J'ai précédemment écrit un article dans lequel j'exposais les raisons pour lesquelles la prochaine récession (1) en Europe et plus généralement dans les pays de l'OCDE risquait de se transformer en crise majeure (2), notamment à cause de l'absence de politique économique contra-cyclique (3). J'illustre mes propos avec le cas actuel du Royaume-Uni.

(1) Qu'est-ce qui pourrait faire que le Royaume-Uni entre en récession ?

Le principal risque qui pèse aujourd'hui sur l'économie britannique est l'explosion de la bulle sur le marché immobilier.

On le voit sur le graphique ci-dessus, les prix de l'immobilier au Royaume-Uni sont actuellement supérieurs à ceux d'avant la crise de 2008 et croissent depuis peu de manière exponentielle. Cela est inquiétant car parmi les pays développés qui ont subi une forte correction de leurs prix immobiliers après la crise des subprimes (voir le graphique), le Royaume-Uni est le seul dans cette situation (prix supérieurs à 2008 + forte croissance des prix). Depuis 2 ans, les prix ont ainsi augmenté de 15 %.

(2) Pourquoi cette récession se convertirait en crise importante ?

Comme aux Etats-Unis ou la zone euro, le Royaume-Uni a utilisé tous les instruments de la politique économique dont il disposait afin de faire face à la crise et relancer son économie. Cela s'illustre par :

- Une politique monétaire très expansionniste avec :

- un maintien des taux d'intérêt proche de 0 (0,5 % depuis 2009) :

- la mise en place d'un Quantitative Easing : lancé dès janvier 2009, l'Asset Purchase Facility (APF) a permis d'injecter 375 milliards de livres dans l'économie britannique.

- Une politique budgétaire accommodante : la dette publique, qui n'était qu'à 45 % du PIB en 2007, est aujourd'hui à 90 %. De même, le pays a laissé filer son déficit public jusqu'à 11 % du PIB.

La conséquence de ces politiques économiques expansionnistes est qu'en cas de nouvelle récession (dans notre cas l'explosion de la bulle immobilière), le pays n'aura aucun outil économique pour la contrer, comme ce fut le cas en 2008. D'où un risque de crise économique majeure.

En fait, le pays pourra tenter d'apaiser la crise par certaines mesures, comme par exemple l'achat de dette publique par la Banque Centrale sur le marché primaire ou la mise en place de taux d'intérêt négatifs, mais cela risquerait fortement de (très) mal finir.

(3) Pourquoi le pays ne retourne pas à des conditions de politique économique "normales" afin de mieux appréhender la prochaine récession ?

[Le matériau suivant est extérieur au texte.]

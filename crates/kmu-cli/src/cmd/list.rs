//! List command

use crate::ops::{self, Context};
use anyhow::Result;
use kmu_core::Category;

/// List records of the `category` list
pub fn list(ctx: &Context, category: Category, keys: &[String]) -> Result<()> {
    let outcome = ops::list(ctx, category, keys)?;
    if outcome.shown.is_empty() && !keys.is_empty() {
        ctx.reporter.info(&format!("No record matches {}", keys.join(", ")));
    }
    Ok(())
}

Il peut paraître étrange que le déficit public soit toujours élevé et que la Bank of England (BoE) ne remonte pas ses taux directeurs alors que la situation économique s'améliore :

- Le Royaume-Uni connaît des taux de croissance élevés :

- Le taux de chômage recule nettement :

En fait, en ce qui concerne le déficit public, D.Cameron assure qu'il sera à l'équilibre en 2019. De toute façon, Bruxelles ne peut prendre aucune sanction à l'égard du Royaume-Uni sur ce sujet car le pays ne fait pas partie de la zone euro. Il est donc assez libre en matière de politique budgétaire.

En outre, comme toutes les autres Banques Centrales, la BoE a un objectif de stabilité des prix des biens et services (inflation cible : 2 %), et le problème aujourd'hui est que le Royaume-Uni est en proie à la déflation :

La BoE n'a donc pas d'autres choix que de maintenir ses taux directeurs très bas. Si elle les relevait, elle risquerait de déprimer la croissance du pays et d'empêcher le retour de l'inflation à un niveau proche de son objectif. Mais en les maintenant bas, elle laisse gonfler la bulle immobilière qui, quand elle explosera, aura des conséquences importantes pour l'économie du pays car rien ne pourra atténuer ses effets. Bref, le Royaume-Uni va mal finir.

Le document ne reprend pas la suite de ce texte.